From the records below, transcribe exactly the lines that begin at the line with "contains glob metacharacters." and end at the line with "F: FnMut(PathBuf) ->", both included.

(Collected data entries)
%%

//! Batch expansion of file arguments and per-file dispatch.
//!
//! Each argument is either a literal path or a glob pattern. Files are
//! visited one at a time in argument order; matches of a single pattern come
//! back in the sorted order `glob` yields them.

use std::future::Future;
use std::path::PathBuf;

use tracing::{error, warn};

use crate::error::CodemakerError;

/// What a single file's failure does to the rest of the batch.
#[derive(Debug, Clone, Copy, PartialEq, Eq)]
pub enum BatchPolicy {
    /// Stop at the first failure and return it.
    Strict,
    /// Log the failure and carry on with the next file.
    Lenient,
}

#[derive(Debug, Clone, Default, PartialEq, Eq)]
pub struct BatchSummary {
    pub processed: usize,
    pub failed: usize,
}

/// True when the argument contains glob metacharacters.
pub fn contains_glob(s: &str) -> bool {
    s.contains('*') || s.contains('?') || s.contains('[')
}

/// Expand one argument into concrete file paths.
///
/// Literal paths are returned untouched even if they do not exist, so the
/// read error later names the file. Directories matched by a pattern are
/// skipped.
pub fn expand(input: &str) -> Result<Vec<PathBuf>, CodemakerError> {
    if !contains_glob(input) {
        return Ok(vec![PathBuf::from(input)]);
    }

    let mut paths = Vec::new();
    for entry in glob::glob(input)? {
        match entry {
            Ok(path) if path.is_dir() => {}
            Ok(path) => paths.push(path),
            Err(err) => warn!(pattern = input, error = %err, "skipping unreadable path"),
        }
    }
    if paths.is_empty() {
        warn!(pattern = input, "pattern matched no files");
    }
    Ok(paths)
}

/// Run `op` for every file named by `inputs`, honouring `policy`.
///
/// Under [`BatchPolicy::Lenient`] failures are logged and counted in the
/// summary; only an interrupt ends the batch early.
pub async fn for_each<F, Fut>(
    inputs: &[String],
    policy: BatchPolicy,
    mut op: F,
) -> Result<BatchSummary, CodemakerError>
where
    F: FnMut(PathBuf) -> Fut,
    Fut: Future<Output = Result<(), CodemakerError>>,
{
    let mut summary = BatchSummary::default();

    for input in inputs {
        let paths = match expand(input) {
            Ok(paths) => paths,
            Err(err) => {
                summary.failed += 1;
                error!(pattern = %input, error = %err, "could not expand input");
                match policy {
                    BatchPolicy::Strict => return Err(err),
                    BatchPolicy::Lenient => continue,
                }
            }
        };

        for path in paths {
            let shown = path.display().to_string();
            match op(path).await {
                Ok(()) => summary.processed += 1,
                Err(err) => {
                    summary.failed += 1;
                    error!(file = %shown, error = %err, "failed to process file");
                    if policy == BatchPolicy::Strict || err.is_interrupt() {
                        return Err(err);
                    }
                }
            }
        }
    }

    Ok(summary)
}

%%

▶ **Solution**:
/// True when the argument contains glob metacharacters.
pub fn contains_glob(s: &str) -> bool {
    s.contains('*') || s.contains('?') || s.contains('[')
}

/// Expand one argument into concrete file paths.
///
/// Literal paths are returned untouched even if they do not exist, so the
/// read error later names the file. Directories matched by a pattern are
/// skipped.
pub fn expand(input: &str) -> Result<Vec<PathBuf>, CodemakerError> {
    if !contains_glob(input) {
        return Ok(vec![PathBuf::from(input)]);
    }

    let mut paths = Vec::new();
    for entry in glob::glob(input)? {
        match entry {
            Ok(path) if path.is_dir() => {}
            Ok(path) => paths.push(path),
            Err(err) => warn!(pattern = input, error = %err, "skipping unreadable path"),
        }
    }
    if paths.is_empty() {
        warn!(pattern = input, "pattern matched no files");
    }
    Ok(paths)
}

/// Run `op` for every file named by `inputs`, honouring `policy`.
///
/// Under [`BatchPolicy::Lenient`] failures are logged and counted in the
/// summary; only an interrupt ends the batch early.
pub async fn for_each<F, Fut>(
    inputs: &[String],
    policy: BatchPolicy,
    mut op: F,
) -> Result<BatchSummary, CodemakerError>
where
    F: FnMut(PathBuf) -> Fut,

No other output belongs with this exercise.